Is there a solution for limiting number of parallel Async Express Step Function executions out there or do you see how I could alternatively implement the "Semaphore" approach?
Have you considered triggering on step function per lambda invoke and using a map state to do the multiple records per batch? The map state allows you to limit the number of concurrent executions. This doesn’t address multiple executions of the step function, and could lead to issues with timeouts if you are pushing the boundary of the five minute limits for express functions.
I think if you find that you need to throttle something across partitions you are going to be in a world of complex solutions. One could imagine a two phase commit system of tracking concurrent executions and handling timeouts, but these solutions are often more complicated than they are worth.
Perhaps the solution is to make adjustments downstream to reduce the concurrency there?

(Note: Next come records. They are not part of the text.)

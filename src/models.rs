use chrono::{DateTime, Utc};
use lettre::Address;
use serde::{Deserialize, Serialize};

use crate::catalog::{CategoryFilter, QuestionId};
use crate::error::{AppError, FieldErrors};

// Domains reserved for testing, never invited
const BLOCKED_DOMAINS: [(&str, &str); 2] = [
    ("@test.com", "Domínios de teste não são permitidos"),
    ("@example.com", "Domínios de exemplo não são permitidos"),
];

pub const MAX_SUGGESTION_CHARS: usize = 2000;

// Body of POST /api/register-email
#[derive(Deserialize, Debug, Clone)]
#[serde(rename_all = "camelCase")]
pub struct RegisterEmailRequest {
    #[serde(default)]
    pub email: String,
    #[serde(default)]
    pub terms_accepted: bool,
}

impl RegisterEmailRequest {
    // Check every field, return the trimmed email when all pass
    pub fn validate(&self) -> Result<String, AppError> {
        let mut errors = FieldErrors::new();
        let email = self.email.trim();

        if email.is_empty() {
            errors
                .entry("email".to_string())
                .or_default()
                .push("O email é obrigatório".to_string());
        } else if email.parse::<Address>().is_err() {
            errors
                .entry("email".to_string())
                .or_default()
                .push("Por favor, insira um email válido".to_string());
        } else {
            let lowered = email.to_lowercase();
            for (suffix, message) in BLOCKED_DOMAINS {
                if lowered.ends_with(suffix) {
                    errors
                        .entry("email".to_string())
                        .or_default()
                        .push(message.to_string());
                }
            }
        }

        if !self.terms_accepted {
            errors
                .entry("termsAccepted".to_string())
                .or_default()
                .push("Você deve aceitar os termos de uso".to_string());
        }

        if errors.is_empty() {
            Ok(email.to_string())
        } else {
            Err(AppError::Validation(errors))
        }
    }
}

// Plain `{ "message": ... }` reply
#[derive(Serialize, Debug)]
pub struct MessageResponse {
    pub message: &'static str,
}

// Query of the stats endpoints
#[derive(Deserialize, Debug, Default)]
#[serde(rename_all = "camelCase")]
pub struct StatsQuery {
    #[serde(default)]
    pub tipo_usuario: CategoryFilter,
}

/// One filled-in survey. Ratings are whole stars; 0 is what the form sends
/// for an unanswered question.
#[derive(Deserialize, Serialize, Debug, Clone, PartialEq)]
#[serde(rename_all = "camelCase")]
pub struct SurveySubmission {
    #[serde(default)]
    pub velocidade_carregamento: u8,
    #[serde(default)]
    pub facilidade_navegacao: u8,
    #[serde(default)]
    pub clareza_informacoes: u8,
    #[serde(default)]
    pub qualidade_conteudo: u8,
    #[serde(default)]
    pub atualizacao_dados: u8,
    #[serde(default)]
    pub design_visual: u8,
    #[serde(default)]
    pub experiencia_mobile: u8,
    #[serde(default)]
    pub satisfacao_geral: u8,
    #[serde(default)]
    pub probabilidade_recomendar: u8,
    #[serde(default)]
    pub funcionalidades_uteis: u8,
    #[serde(default, skip_serializing_if = "Option::is_none")]
    pub sugestoes: Option<String>,
}

impl SurveySubmission {
    // Ratings paired with their question, in catalog order
    pub fn ratings(&self) -> [(QuestionId, u8); 10] {
        [
            (QuestionId::VelocidadeCarregamento, self.velocidade_carregamento),
            (QuestionId::FacilidadeNavegacao, self.facilidade_navegacao),
            (QuestionId::ClarezaInformacoes, self.clareza_informacoes),
            (QuestionId::QualidadeConteudo, self.qualidade_conteudo),
            (QuestionId::AtualizacaoDados, self.atualizacao_dados),
            (QuestionId::DesignVisual, self.design_visual),
            (QuestionId::ExperienciaMobile, self.experiencia_mobile),
            (QuestionId::SatisfacaoGeral, self.satisfacao_geral),
            (QuestionId::ProbabilidadeRecomendar, self.probabilidade_recomendar),
            (QuestionId::FuncionalidadesUteis, self.funcionalidades_uteis),
        ]
    }

    pub fn validate(&self) -> Result<(), AppError> {
        let mut errors = FieldErrors::new();

        for (question, stars) in self.ratings() {
            if !(1..=5).contains(&stars) {
                errors
                    .entry(question.id().to_string())
                    .or_default()
                    .push("Selecione uma avaliação de 1 a 5 estrelas".to_string());
            }
        }

        if let Some(text) = &self.sugestoes {
            if text.chars().count() > MAX_SUGGESTION_CHARS {
                errors
                    .entry("sugestoes".to_string())
                    .or_default()
                    .push(format!(
                        "A sugestão deve ter no máximo {} caracteres",
                        MAX_SUGGESTION_CHARS
                    ));
            }
        }

        if errors.is_empty() {
            Ok(())
        } else {
            Err(AppError::Validation(errors))
        }
    }
}

#[derive(Serialize, Debug)]
#[serde(rename_all = "camelCase")]
pub struct RecordedSubmission {
    pub id: u64,
    pub created_at: DateTime<Utc>,
    #[serde(flatten)]
    pub submission: SurveySubmission,
}

// Reply to an accepted survey
#[derive(Serialize, Debug)]
pub struct SubmissionReceipt {
    pub success: bool,
    pub message: &'static str,
    pub data: RecordedSubmission,
}

#[cfg(test)]
mod tests {
    use super::*;

    fn register(email: &str, terms: bool) -> RegisterEmailRequest {
        RegisterEmailRequest {
            email: email.to_string(),
            terms_accepted: terms,
        }
    }

    fn field_errors(err: AppError) -> FieldErrors {
        match err {
            AppError::Validation(fields) => fields,
            other => panic!("expected validation error, got {other:?}"),
        }
    }

    fn full_submission() -> SurveySubmission {
        SurveySubmission {
            velocidade_carregamento: 5,
            facilidade_navegacao: 4,
            clareza_informacoes: 4,
            qualidade_conteudo: 5,
            atualizacao_dados: 3,
            design_visual: 4,
            experiencia_mobile: 2,
            satisfacao_geral: 4,
            probabilidade_recomendar: 5,
            funcionalidades_uteis: 3,
            sugestoes: Some("Mais resultados de torneios".to_string()),
        }
    }

    #[test]
    fn test_valid_registration_is_trimmed() {
        let email = register("  atleta@boxeportugal.pt ", true).validate().unwrap();
        assert_eq!(email, "atleta@boxeportugal.pt");
    }

    #[test]
    fn test_registration_collects_all_errors() {
        let fields = field_errors(register("", false).validate().unwrap_err());
        assert_eq!(fields["email"], vec!["O email é obrigatório".to_string()]);
        assert_eq!(
            fields["termsAccepted"],
            vec!["Você deve aceitar os termos de uso".to_string()]
        );
    }

    #[test]
    fn test_registration_rejects_bad_syntax() {
        let fields = field_errors(register("sem-arroba", true).validate().unwrap_err());
        assert_eq!(
            fields["email"],
            vec!["Por favor, insira um email válido".to_string()]
        );
    }

    #[test]
    fn test_registration_rejects_reserved_domains() {
        let fields = field_errors(register("a@test.com", true).validate().unwrap_err());
        assert_eq!(
            fields["email"],
            vec!["Domínios de teste não são permitidos".to_string()]
        );

        let fields = field_errors(register("a@Example.com", true).validate().unwrap_err());
        assert_eq!(
            fields["email"],
            vec!["Domínios de exemplo não são permitidos".to_string()]
        );
    }

    #[test]
    fn test_registration_body_field_names() {
        let req: RegisterEmailRequest =
            serde_json::from_str(r#"{"email":"a@b.com","termsAccepted":true}"#).unwrap();
        assert!(req.terms_accepted);

        let req: RegisterEmailRequest = serde_json::from_str("{}").unwrap();
        assert!(req.email.is_empty());
        assert!(!req.terms_accepted);
    }

    #[test]
    fn test_full_submission_is_valid() {
        assert!(full_submission().validate().is_ok());
    }

    #[test]
    fn test_unanswered_and_out_of_range_ratings() {
        let mut submission = full_submission();
        submission.design_visual = 0;
        submission.satisfacao_geral = 6;

        let fields = field_errors(submission.validate().unwrap_err());
        assert_eq!(fields.len(), 2);
        assert!(fields.contains_key("designVisual"));
        assert!(fields.contains_key("satisfacaoGeral"));
    }

    #[test]
    fn test_suggestion_length_limit() {
        let mut submission = full_submission();
        submission.sugestoes = Some("a".repeat(MAX_SUGGESTION_CHARS + 1));

        let fields = field_errors(submission.validate().unwrap_err());
        assert!(fields.contains_key("sugestoes"));
    }

    #[test]
    fn test_ratings_follow_catalog_order() {
        let ids: Vec<_> = full_submission().ratings().iter().map(|(q, _)| *q).collect();
        assert_eq!(ids, QuestionId::ALL.to_vec());
    }

    #[test]
    fn test_stats_query_defaults_to_todos() {
        let query: StatsQuery = serde_json::from_str("{}").unwrap();
        assert_eq!(query.tipo_usuario, CategoryFilter::Todos);
    }
}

If you end up with other lambdas being invoked too many times at once you can put SQS in front of them and enable batching as well as manage throttling there. In general you should use something like SQS to trigger lambdas at the point where high concurrency is a problem, and less so at points that feed into it. In other words if your current step functions can handle the high concurrency you should let them, and anything has issues as a result of it should be managed at that point.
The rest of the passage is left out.